<h1>Table of Contents<span class="tocSkip"></span></h1>
<div class="toc"><ul class="toc-item"><li><span><a href="#Loading-the-Data" data-toc-modified-id="Loading-the-Data-1"><span class="toc-item-num">1&nbsp;&nbsp;</span>Loading the Data</a></span></li><li><span><a href="#Term-Frequencies" data-toc-modified-id="Term-Frequencies-2"><span class="toc-item-num">2&nbsp;&nbsp;</span>Term Frequencies</a></span></li><li><span><a href="#TF-IDF" data-toc-modified-id="TF-IDF-3"><span class="toc-item-num">3&nbsp;&nbsp;</span>TF-IDF</a></span></li></ul></div>

# Words

Like cats, there is more than one way to approach getting bags of words out of a collection of texts. And that's all we are doing here. We are not worrying about capturing any context more fine-grained than the text itself. So, no syntax, no sentences, no paragraphs. We may look at parts of speech, but only as a dimension of a word itself. 

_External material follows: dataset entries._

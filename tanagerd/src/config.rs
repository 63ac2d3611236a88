//! Daemon configuration: a TOML file overlaid with command-line flags.

use std::path::PathBuf;

use serde::Deserialize;

use tanager_chain::block::Height;
use tanager_chain::parameters::Network;

/// The on-disk configuration file.
#[derive(Clone, Debug, Deserialize)]
#[serde(deny_unknown_fields, default)]
pub struct Config {
    /// Node data directory.
    pub data_dir: PathBuf,
    /// Which chain to follow.
    pub network: Network,
    /// Prune target in megabytes; 0 keeps all blocks.
    pub prune_target_mb: u64,
    /// Trust scripts at or below this height (0 verifies everything).
    pub assume_valid_height: u32,
    /// UTXO store checkpoint interval, in heights.
    pub checkpoint_interval: u32,
    /// DRAIN re-request threshold, in milliseconds.
    pub stall_timeout_ms: u64,
    /// Log filter, e.g. `info` or `tanager_sync=debug`.
    pub log_filter: String,
}

impl Default for Config {
    fn default() -> Config {
        let data_dir = dirs::data_dir()
            .unwrap_or_else(|| PathBuf::from("."))
            .join("tanager");
        Config {
            data_dir,
            network: Network::Mainnet,
            prune_target_mb: 0,
            assume_valid_height: 0,
            checkpoint_interval: 10_000,
            stall_timeout_ms: 5_000,
            log_filter: "info".to_string(),
        }
    }
}

impl Config {
    pub fn load(path: &std::path::Path) -> Result<Config, crate::NodeError> {
        let raw = std::fs::read_to_string(path)?;
        Ok(toml::from_str(&raw)?)
    }

    pub fn assume_valid(&self) -> Height {
        Height(self.assume_valid_height)
    }
}

#[cfg(test)]
mod tests {
    use super::*;

    #[test]
    fn parses_a_minimal_file() {
        tanager_test::init();
        let parsed: Config = toml::from_str(
            r#"
                data_dir = "/tmp/tanager-test"
                network = "regtest"
                prune_target_mb = 2048
            "#,
        )
        .unwrap();
        assert_eq!(parsed.network, Network::Regtest);
        assert_eq!(parsed.prune_target_mb, 2048);
        // Unset fields take defaults.
        assert_eq!(parsed.checkpoint_interval, 10_000);
    }

    #[test]
    fn rejects_unknown_fields() {
        tanager_test::init();
        assert!(toml::from_str::<Config>("mining_threads = 8").is_err());
    }
}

That noted, there are two questions any effort at tokenization must answer: (1) **tokens** or **lemmas**? and (2) **stopwords**?

## Loading the Data

Working with only the data from the release, we have two files:

    TEDonly_speakers_final.csv
    TEDplus_speakers_final.csv

The first thing we will do is to load both as `pandas` dataframes, but I think we also want to consider creating a merged file -- something like `TEDall.csv`. 

In [4]:
import pandas as pd

df_only = pd.read_csv('../data/Release_v0/TEDonly_speakers_final.csv')
df_plus = pd.read_csv('../data/Release_v0/TEDplus_speakers_final.csv')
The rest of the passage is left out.